Composer Lee Holdridge has written a tonal, melodic opera with an interesting, complex orchestration. Holdridge is obviously a follower of Puccini. His music is a little bit like that of the late Daniel Catan, but with a stronger string component. Interspersed in the drama is some affecting Church music that adds solemnity and historical context, while offering a bit of respite from the drama. Most of the scenery for the production was composed of Jenny Okun’s projections which were focused on a simple arch with two upper windows designed by Yael Pardess. She projected the lush scenery of a South American spring, stained glass church windows, the devastation of war and the beginning of a post-war rebirth. Anne Militello’s lighting designs added greatly to the ambience seen on stage. Durinda Wood’s costumes were a mixture of Latin American folk dress, army uniforms, and 1950s street and formal clothing.
The most important aspect of this performance was the singing. Uruguayan soprano Maria Antúnez not only has sterling silver high notes, she also has a warm, creamy middle register. Tall and slim, she was a most believable Rosa. In truth, she is an excellent new artist whom I hope to hear in other roles as well. Greg Fedderly, whose voice seems to have grown as of late, was Rosa’s overbearing father. In Act I his tones were warm and his nature inviting. When he returned as a ghost in Act II, he was an avenging angel who even threatened his daughter. Like many starring sopranos, Rosa has a mezzo-soprano companion. Sung passionately by Peabody Southwell, Inez not only provided pleasant harmonies, but also an occasional Allende one-liner.

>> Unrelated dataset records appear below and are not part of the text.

use std::collections::BTreeMap;

use axum::{extract::State, response::Html, Json};
use serde::Serialize;

use crate::errors::AppError;
use crate::models::catalog::Skill;
use crate::state::AppState;

#[derive(Debug, Serialize)]
pub struct SkillCatalogResponse {
    pub categories: BTreeMap<String, Vec<String>>,
}

/// GET /
///
/// Landing page listing the selectable skills grouped by category.
pub async fn handle_index(State(state): State<AppState>) -> Result<Html<String>, AppError> {
    let skills = state.catalog.list_skills().await?;
    Ok(Html(render_index(&group_by_category(skills))))
}

/// GET /api/v1/skills
pub async fn handle_list_skills(
    State(state): State<AppState>,
) -> Result<Json<SkillCatalogResponse>, AppError> {
    let skills = state.catalog.list_skills().await?;
    Ok(Json(SkillCatalogResponse {
        categories: group_by_category(skills),
    }))
}

/// Groups skills by category. Names keep the order they arrive in.
pub fn group_by_category(skills: Vec<Skill>) -> BTreeMap<String, Vec<String>> {
    let mut grouped: BTreeMap<String, Vec<String>> = BTreeMap::new();
    for skill in skills {
        grouped.entry(skill.category).or_default().push(skill.name);
    }
    grouped
}

fn render_index(grouped: &BTreeMap<String, Vec<String>>) -> String {
    let mut html = String::from(
        "<!DOCTYPE html>\n<html lang=\"en\">\n<head>\n<meta charset=\"utf-8\">\n\
         <title>Career Path Explorer</title>\n</head>\n<body>\n\
         <h1>Career Path Explorer</h1>\n<form id=\"skills-form\">\n",
    );
    for (category, names) in grouped {
        html.push_str(&format!(
            "<fieldset>\n<legend>{}</legend>\n",
            escape_html(category)
        ));
        for name in names {
            let name = escape_html(name);
            html.push_str(&format!(
                "<label><input type=\"checkbox\" name=\"skills\" value=\"{name}\"> {name}</label>\n"
            ));
        }
        html.push_str("</fieldset>\n");
    }
    html.push_str("</form>\n</body>\n</html>\n");
    html
}

fn escape_html(raw: &str) -> String {
    let mut out = String::with_capacity(raw.len());
    for c in raw.chars() {
        match c {
            '&' => out.push_str("&amp;"),
            '<' => out.push_str("&lt;"),
            '>' => out.push_str("&gt;"),
            '"' => out.push_str("&quot;"),
            '\'' => out.push_str("&#39;"),
            _ => out.push(c),
        }
    }
    out
}

#[cfg(test)]
mod tests {
    use super::*;

    fn skill(name: &str, category: &str) -> Skill {
        Skill {
            name: name.to_string(),
            category: category.to_string(),
        }
    }

    #[test]
    fn test_group_by_category() {
        let grouped = group_by_category(vec![
            skill("Communication", "Soft Skills"),
            skill("Python", "Programming"),
            skill("Leadership", "Soft Skills"),
        ]);
        assert_eq!(grouped.len(), 2);
        assert_eq!(grouped["Soft Skills"], vec!["Communication", "Leadership"]);
        assert_eq!(grouped.keys().next().unwrap(), "Programming");
    }

    #[test]
    fn test_index_escapes_labels() {
        let grouped = group_by_category(vec![skill("C<++>", "R&D")]);
        let html = render_index(&grouped);
        assert!(html.contains("<legend>R&amp;D</legend>"));
        assert!(html.contains("value=\"C&lt;++&gt;\""));
        assert!(!html.contains("C<++>"));
    }
}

Warm voiced tenor, Benjamin Bliss, soon to sing Alfredo in La Traviata, was the disappointed fiancé who returns to find that his Rosa has become an entirely different person. Dark voiced Mexican baritone Alfredo Daza was the sexy bad boy who eventually won Rosa’s heart. He made Tadeo an intriguing character and probably won a few hearts in the audience as well. In the middle of war and conflict of emotions, the politician Aguilar, sung and acted most effectively by Craig Colclough, played both sides against each other and gained high office. His character was one we know all too well. Grant Gershon’s chorus was usually heard singing Holdridge’s charming Church music. Plácido Domingo conducted the moderate sized orchestra, bringing out Holdridge’s complex, nuanced melodies and the dramatic tonal language that supported Sparks’ text. Although the performances in Santa Monica are sung in English, a Spanish translation will soon be ready. Dulce Rosa is at the Broad Stage through June seventh.